Com mais de 35 milhões de brasileiros com 60 anos ou mais, segundo o IBGE, o envelhecimento populacional já é uma realidade no país. À medida que a expectativa de vida aumenta, cresce também a preocupação com a saúde cerebral e a prevenção de doenças que podem comprometer a memória, a atenção e o raciocínio.
Esquecimentos ocasionais fazem parte do envelhecimento? Até que ponto a perda de memória é considerada normal? Segundo a médica geriatra Polianna Souza, cofundadora do canal Longidade, o envelhecimento cerebral não significa, necessariamente, perda de autonomia ou desenvolvimento de doenças como a demência.

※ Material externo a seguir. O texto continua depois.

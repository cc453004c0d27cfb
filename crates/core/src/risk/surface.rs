//! Immutable risk-cost surface shared with planners

use crate::grid::{Coord, HazardType, Terrain};
use serde::{Deserialize, Serialize};
use std::sync::Arc;

/// Dense per-cell risk costs, blocked mask and terrain, keyed by cell id
///
/// Valid until the next tick or hazard injection of the grid it was derived from.
/// Cloning only bumps reference counts, so every allocation round and worker thread can hold
/// its own frozen copy.
#[derive(Debug, Clone, PartialEq, Serialize, Deserialize)]
pub struct RiskSurface {
    pub(crate) width: usize,
    pub(crate) height: usize,
    /// Grid revision this surface was computed against
    pub(crate) revision: u64,
    pub(crate) costs: Arc<[f64]>,
    pub(crate) blocked: Arc<[bool]>,
    pub(crate) terrain: Arc<[Terrain]>,
    pub(crate) hazards: Arc<[HazardType]>,
    /// Cheapest cost among enterable cells (heuristic scale)
    pub(crate) min_cost: f64,
    pub(crate) max_cost: f64,
}

impl RiskSurface {
    pub fn width(&self) -> usize {
        self.width
    }

    pub fn height(&self) -> usize {
        self.height
    }

    pub fn revision(&self) -> u64 {
        self.revision
    }

    pub fn len(&self) -> usize {
        self.costs.len()
    }

    pub fn is_empty(&self) -> bool {
        self.costs.is_empty()
    }

    #[inline]
    pub fn contains(&self, coord: Coord) -> bool {
        coord.row < self.height && coord.col < self.width
    }

    /// Row-major cell id, also the deterministic tie-break key of the planner
    #[inline]
    pub fn cell_id(&self, coord: Coord) -> usize {
        coord.row * self.width + coord.col
    }

    #[inline]
    pub fn coord_of(&self, id: usize) -> Coord {
        Coord::new(id / self.width, id % self.width)
    }

    #[inline]
    pub fn cost(&self, coord: Coord) -> f64 {
        self.costs[self.cell_id(coord)]
    }

    #[inline]
    pub fn cost_at(&self, id: usize) -> f64 {
        self.costs[id]
    }

    #[inline]
    pub fn is_blocked(&self, coord: Coord) -> bool {
        self.blocked[self.cell_id(coord)]
    }

    #[inline]
    pub fn blocked_at(&self, id: usize) -> bool {
        self.blocked[id]
    }

    #[inline]
    pub fn terrain(&self, coord: Coord) -> Terrain {
        self.terrain[self.cell_id(coord)]
    }

    #[inline]
    pub fn terrain_at(&self, id: usize) -> Terrain {
        self.terrain[id]
    }

    /// Hazard type currently dominating a cell
    pub fn hazard(&self, coord: Coord) -> HazardType {
        self.hazards[self.cell_id(coord)]
    }

    pub fn costs(&self) -> &[f64] {
        &self.costs
    }

    pub fn min_cost(&self) -> f64 {
        self.min_cost
    }

    pub fn max_cost(&self) -> f64 {
        self.max_cost
    }
}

"O cérebro mantém sua capacidade de criar novas conexões ao longo da vida. Quanto mais estimulamos essa capacidade por meio de atividade física, boa alimentação, sono de qualidade e desafios cognitivos, maiores são as chances de preservar memória, atenção e raciocínio".
Ela ressalta que pequenos esquecimentos, como demorar um pouco mais para lembrar um nome, podem fazer parte do envelhecimento. "O que merece investigação é quando essas falhas começam a comprometer atividades do dia a dia, como administrar as finanças, seguir uma conversa ou se orientar em lugares conhecidos".
Para o especialista em neurocomunicação Jotta Junior, também cofundador do canal Longidade, manter o cérebro ativo vai muito além de fazer palavras cruzadas. "Conversar, ensinar, aprender algo novo, ler, escrever ou até contar histórias estimulam diversas áreas cerebrais ao mesmo tempo. A comunicação é uma ferramenta poderosa para fortalecer conexões neurais e manter a mente em funcionamento".
Já o psicólogo e cofundador do canal, Francisco Carlos Gomes, destaca que saúde emocional e saúde cerebral caminham juntas. Segundo ele, ansiedade, estresse, depressão e isolamento social podem prejudicar a memória e a capacidade de concentração. "Muitas vezes, a dificuldade de lembrar não está relacionada ao envelhecimento em si, mas ao excesso de sobrecarga emocional. Manter vínculos sociais, cultivar relações e ter propósito de vida também protege o cérebro".
Os especialistas destacam para o Correio cinco atitudes que contribuem para um envelhecimento cerebral saudável:
- Praticar atividade física regularmente;
- Dormir bem e respeitar as horas de descanso;
- Estimular o cérebro com leitura, novos aprendizados e interação social;
- Cuidar da saúde emocional, controlando estresse, ansiedade e depressão;
- Manter doenças como hipertensão, diabetes, obesidade e colesterol elevado sob controle.
Para Polianna Souza, nunca é tarde para começar. "Quanto antes adotamos hábitos saudáveis, maior é a reserva cognitiva construída ao longo da vida. Isso pode retardar o declínio das funções cerebrais e contribuir para um envelhecimento mais independente e com melhor qualidade de vida".